His parents were Guglielmo, a doctor, and Berardina de Simeone di Venosa, he moved to Naples when he was 12 years old. He studied letters and then later, law. In 1519 he moved to Salerno, following the lessons of jurisconsults such as Giovanni Nicola de Vicariis, Roberto Maranta and Severo de Petrutiis. He returned to Naples and obtained his degree. He started a forensic practice, but due to the foot and mouth disease epidemic of that period, he settled in Trani, working as a royal judge.

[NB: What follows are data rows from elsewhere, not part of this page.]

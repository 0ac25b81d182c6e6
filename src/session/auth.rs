//! Shared Access Signature tokens and the registration query.
//!
//! A SAS token authorizes the registration request. It is built from the
//! resource URI and the device key:
//!
//! ```text
//! SharedAccessSignature sr=<enc(uri)>&sig=<enc(base64(hmac))>&se=<expiry>
//! hmac = HMAC-SHA256(base64_decode(key), enc(uri) + "\n" + expiry)
//! ```
//!
//! where `enc` is percent-encoding and `expiry` is seconds since the Unix
//! epoch. Tokens are valid for one hour by default.

use std::time::{Duration, SystemTime, UNIX_EPOCH};

use base64::{engine::general_purpose::STANDARD as BASE64, Engine as _};
use hmac::{Hmac, Mac};
use sha2::Sha256;

use crate::error::{DmError, Result};

type HmacSha256 = Hmac<Sha256>;

/// Default token lifetime.
pub const DEFAULT_TOKEN_LIFETIME: Duration = Duration::from_secs(3600);

/// Produces access tokens for the registration query.
pub trait TokenSigner: Send + Sync {
    /// Build a token for `resource_uri` signed with `device_key`.
    fn create_token(&self, resource_uri: &str, device_key: &str) -> Result<String>;
}

/// HMAC-SHA256 SAS token signer.
#[derive(Debug, Clone, Copy)]
pub struct SasTokenSigner {
    lifetime: Duration,
}

impl SasTokenSigner {
    pub fn new(lifetime: Duration) -> Self {
        Self { lifetime }
    }
}

impl Default for SasTokenSigner {
    fn default() -> Self {
        Self::new(DEFAULT_TOKEN_LIFETIME)
    }
}

impl TokenSigner for SasTokenSigner {
    fn create_token(&self, resource_uri: &str, device_key: &str) -> Result<String> {
        let now = SystemTime::now()
            .duration_since(UNIX_EPOCH)
            .map_err(|e| DmError::Auth(format!("system clock before epoch: {}", e)))?;
        let expiry = (now + self.lifetime).as_secs();
        create_sas_token_at(resource_uri, device_key, expiry)
    }
}

/// Create a SAS token expiring one hour from now.
pub fn create_sas_token(resource_uri: &str, device_key: &str) -> Result<String> {
    SasTokenSigner::default().create_token(resource_uri, device_key)
}

/// Create a SAS token with an explicit expiry (seconds since the epoch).
pub fn create_sas_token_at(resource_uri: &str, device_key: &str, expiry: u64) -> Result<String> {
    if resource_uri.is_empty() {
        return Err(DmError::Auth("resource URI is empty".to_string()));
    }
    if device_key.is_empty() {
        return Err(DmError::Auth("device key is empty".to_string()));
    }

    let key = BASE64
        .decode(device_key)
        .map_err(|e| DmError::Auth(format!("device key is not valid base64: {}", e)))?;

    let encoded_uri = url_encode(resource_uri);
    let string_to_sign = format!("{}\n{}", encoded_uri, expiry);

    let mut mac = HmacSha256::new_from_slice(&key)
        .map_err(|e| DmError::Auth(format!("invalid signing key: {}", e)))?;
    mac.update(string_to_sign.as_bytes());
    let signature = BASE64.encode(mac.finalize().into_bytes());

    Ok(format!(
        "SharedAccessSignature sr={}&sig={}&se={}",
        encoded_uri,
        url_encode(&signature),
        expiry
    ))
}

/// Build `?ep=<endpoint>&b=T&tk=<token>` for the registration request.
///
/// The token is percent-encoded. No partial query is returned on failure.
pub fn build_registration_query(
    endpoint_name: &str,
    resource_uri: &str,
    device_key: &str,
    signer: &dyn TokenSigner,
) -> Result<String> {
    if endpoint_name.is_empty() {
        return Err(DmError::InvalidArgument(
            "endpoint name is empty".to_string(),
        ));
    }

    let token = signer.create_token(resource_uri, device_key)?;
    Ok(format!(
        "?ep={}&b=T&tk={}",
        endpoint_name,
        url_encode(&token)
    ))
}

/// Percent-encode everything outside the RFC 3986 unreserved set.
pub fn url_encode(input: &str) -> String {
    let mut result = String::with_capacity(input.len() * 3);
    for byte in input.bytes() {
        match byte {
            b'A'..=b'Z' | b'a'..=b'z' | b'0'..=b'9' | b'-' | b'_' | b'.' | b'~' => {
                result.push(byte as char);
            }
            _ => {
                result.push('%');
                result.push_str(&format!("{:02X}", byte));
            }
        }
    }
    result
}
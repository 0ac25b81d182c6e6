//! Frame struct and outbound frame construction.
//!
//! A [`Frame`] is one complete application message taken off the byte
//! stream, with the length prefix already stripped.
//!
//! # Example
//!
//! ```
//! use iotdm_client::protocol::{build_frame, Frame};
//! use bytes::Bytes;
//!
//! let frame = Frame::new(Bytes::from_static(b"hello"));
//! assert_eq!(frame.payload(), b"hello");
//!
//! let wire = build_frame(b"hello").unwrap();
//! assert_eq!(&wire[..], &[0, 5, b'h', b'e', b'l', b'l', b'o']);
//! ```

use bytes::Bytes;

use super::wire_format::{encode_length, LENGTH_FIELD_SIZE};
use crate::error::Result;

/// A complete inbound message.
#[derive(Debug, Clone, PartialEq, Eq)]
pub struct Frame {
    /// Payload bytes (zero-copy via `bytes::Bytes`).
    pub payload: Bytes,
}

impl Frame {
    /// Create a new frame from its payload.
    pub fn new(payload: Bytes) -> Self {
        Self { payload }
    }

    /// Get a reference to the payload bytes.
    #[inline]
    pub fn payload(&self) -> &[u8] {
        &self.payload
    }

    /// Get the payload length.
    #[inline]
    pub fn len(&self) -> usize {
        self.payload.len()
    }

    /// Check if the payload is empty.
    #[inline]
    pub fn is_empty(&self) -> bool {
        self.payload.is_empty()
    }
}

/// Build a complete length-prefixed frame as a single byte vector.
pub fn build_frame(payload: &[u8]) -> Result<Vec<u8>> {
    let prefix = encode_length(payload.len())?;
    let mut buf = Vec::with_capacity(LENGTH_FIELD_SIZE + payload.len());
    buf.extend_from_slice(&prefix);
    buf.extend_from_slice(payload);
    Ok(buf)
}

#[cfg(test)]
mod tests {
    use super::*;

    #[test]
    fn test_frame_creation() {
        let frame = Frame::new(Bytes::from_static(b"hello"));

        assert_eq!(frame.payload(), b"hello");
        assert_eq!(frame.len(), 5);
        assert!(!frame.is_empty());
    }

    #[test]
    fn test_build_frame() {
        let bytes = build_frame(&[0xAA; 300]).unwrap();
        assert_eq!(bytes.len(), 302);
        assert_eq!(&bytes[..2], &[0x01, 0x2C]);
        assert!(bytes[2..].iter().all(|&b| b == 0xAA));
    }

    #[test]
    fn test_build_empty_frame() {
        assert_eq!(build_frame(b"").unwrap(), vec![0, 0]);
    }
}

Afterwards, he went to Bari and married Terenzia Filippucci, daughter of a notary. In the Apulian capital, he became a well-known jurist and formed a strong relationship with queen Bona Sforza, becoming a trusted advisor. In 1530 he was the governor of Conversano, and in 1538 he had the same position as Rossano. Having been widowed in 1534, he remarried five years later with the nineteen year old Antonia Ventura. Between 1545 and 1549, Massilla moved to Cracovia as auditor general of the feudal state possessed by Bona Sforza in Southern Italy.

In 1550, he stayed for three months in Padua, to edit the publication of his commentaries. He died in Bari in 1580. During his life, he wrote many different works, the majority of which have been lost. Only two have been published: "Commentarii super consuetudinibus praeclarae civitatis Bari" started in Cracovia and finished in Padua, and "Cronaca sulle famiglie nobili di Bari" (Cronicles of the noble families of Bari), published in 1881 by the Neapolitan scholar Francesco Bonazzi.